Andrew Fearne

Andrew Fearne

Kent Business School’s Professor Andrew Fearne told the UK asparagus industry that it is in danger of commoditising its product if it bows down to low prices by increasing yields.

Speaking at the eighth Euro Asper in Coventry last week, the professor of food marketing and supply chain management centre for value chain research said: “In other parts of the world, asparagus is just another vegetable. We must not fall into that trap in the UK. We must not let it become a commodity by growing production scale and becoming poor as a result.”

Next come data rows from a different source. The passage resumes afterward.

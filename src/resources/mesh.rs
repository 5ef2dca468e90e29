use wgpu::util::DeviceExt;

use crate::data_structures::{
    geometry::Geometry,
    model::{GpuMesh, MeshData},
};

/**
 * Generated geometry only carries normals, so tangents and bitangents are
 * derived from the uv layout for normal maps to work.
 *
 * Triangles with degenerate uvs (sphere poles, cone caps) do not contribute.
 */
pub fn compute_tangents(data: &mut MeshData) {
    let vertices = &mut data.vertices;
    let mut triangles_included = vec![0u32; vertices.len()];

    for c in data.indices.chunks_exact(3) {
        let (i0, i1, i2) = (c[0] as usize, c[1] as usize, c[2] as usize);
        let v0 = vertices[i0];
        let v1 = vertices[i1];
        let v2 = vertices[i2];

        let pos0: cgmath::Vector3<_> = v0.position.into();
        let pos1: cgmath::Vector3<_> = v1.position.into();
        let pos2: cgmath::Vector3<_> = v2.position.into();

        let uv0: cgmath::Vector2<_> = v0.tex_coords.into();
        let uv1: cgmath::Vector2<_> = v1.tex_coords.into();
        let uv2: cgmath::Vector2<_> = v2.tex_coords.into();

        let delta_pos1 = pos1 - pos0;
        let delta_pos2 = pos2 - pos0;
        let delta_uv1 = uv1 - uv0;
        let delta_uv2 = uv2 - uv0;

        //     delta_pos1 = delta_uv1.x * T + delta_uv1.y * B
        //     delta_pos2 = delta_uv2.x * T + delta_uv2.y * B
        let det = delta_uv1.x * delta_uv2.y - delta_uv1.y * delta_uv2.x;
        if det.abs() < f32::EPSILON {
            continue;
        }
        let r = 1.0 / det;
        let tangent = (delta_pos1 * delta_uv2.y - delta_pos2 * delta_uv1.y) * r;
        // flipped for right-handed normal maps under wgpu's uv origin
        let bitangent = (delta_pos2 * delta_uv1.x - delta_pos1 * delta_uv2.x) * -r;

        for i in [i0, i1, i2] {
            vertices[i].tangent = (tangent + cgmath::Vector3::from(vertices[i].tangent)).into();
            vertices[i].bitangent =
                (bitangent + cgmath::Vector3::from(vertices[i].bitangent)).into();
            triangles_included[i] += 1;
        }
    }

    for (v, n) in vertices.iter_mut().zip(triangles_included) {
        if n == 0 {
            continue;
        }
        let denom = 1.0 / n as f32;
        v.tangent = (cgmath::Vector3::from(v.tangent) * denom).into();
        v.bitangent = (cgmath::Vector3::from(v.bitangent) * denom).into();
    }
}

pub fn load_mesh(device: &wgpu::Device, geometry: &Geometry) -> GpuMesh {
    let data = geometry.mesh_data();
    let name = geometry.name();

    let vertex_buffer = device.create_buffer_init(&wgpu::util::BufferInitDescriptor {
        label: Some(&format!("{:?} Vertex Buffer", name)),
        contents: bytemuck::cast_slice(&data.vertices),
        usage: wgpu::BufferUsages::VERTEX,
    });

    let index_buffer = device.create_buffer_init(&wgpu::util::BufferInitDescriptor {
        label: Some(&format!("{:?} Index Buffer", name)),
        contents: bytemuck::cast_slice(&data.indices),
        usage: wgpu::BufferUsages::INDEX,
    });

    GpuMesh {
        name: name.to_string(),
        vertex_buffer,
        index_buffer,
        num_elements: data.indices.len() as u32,
    }
}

Fearne argued that through dunnhumby research, it has been proven that people in particular areas of the country and certain demographic groups are big consumers of asparagus, and that to sustain the product’s premium and increase sales, those groups need to be specifically targeted.

“Producers need to stop making assumptions about their target audience and become more informed,” he continued. “There is not a grower in the country that cannot find out where their product is going.

“The majority of producers do not interact with consumers. Asparagus retail buyers are the gatekeepers to what you do in the marketplace and many of them don’t understand what they buy. They are concentrating on discounting to reduce wastage and as a result, ignoring what the consumer wants.”

Fearne said that the challenge growers are facing is a fragmenting market. “People buy asparagus for different reasons - it is for cut cost? No, because they don’t want a lower price; they want answers... Asparagus is a special purchasing mission in this country - it won’t matter how much it is.”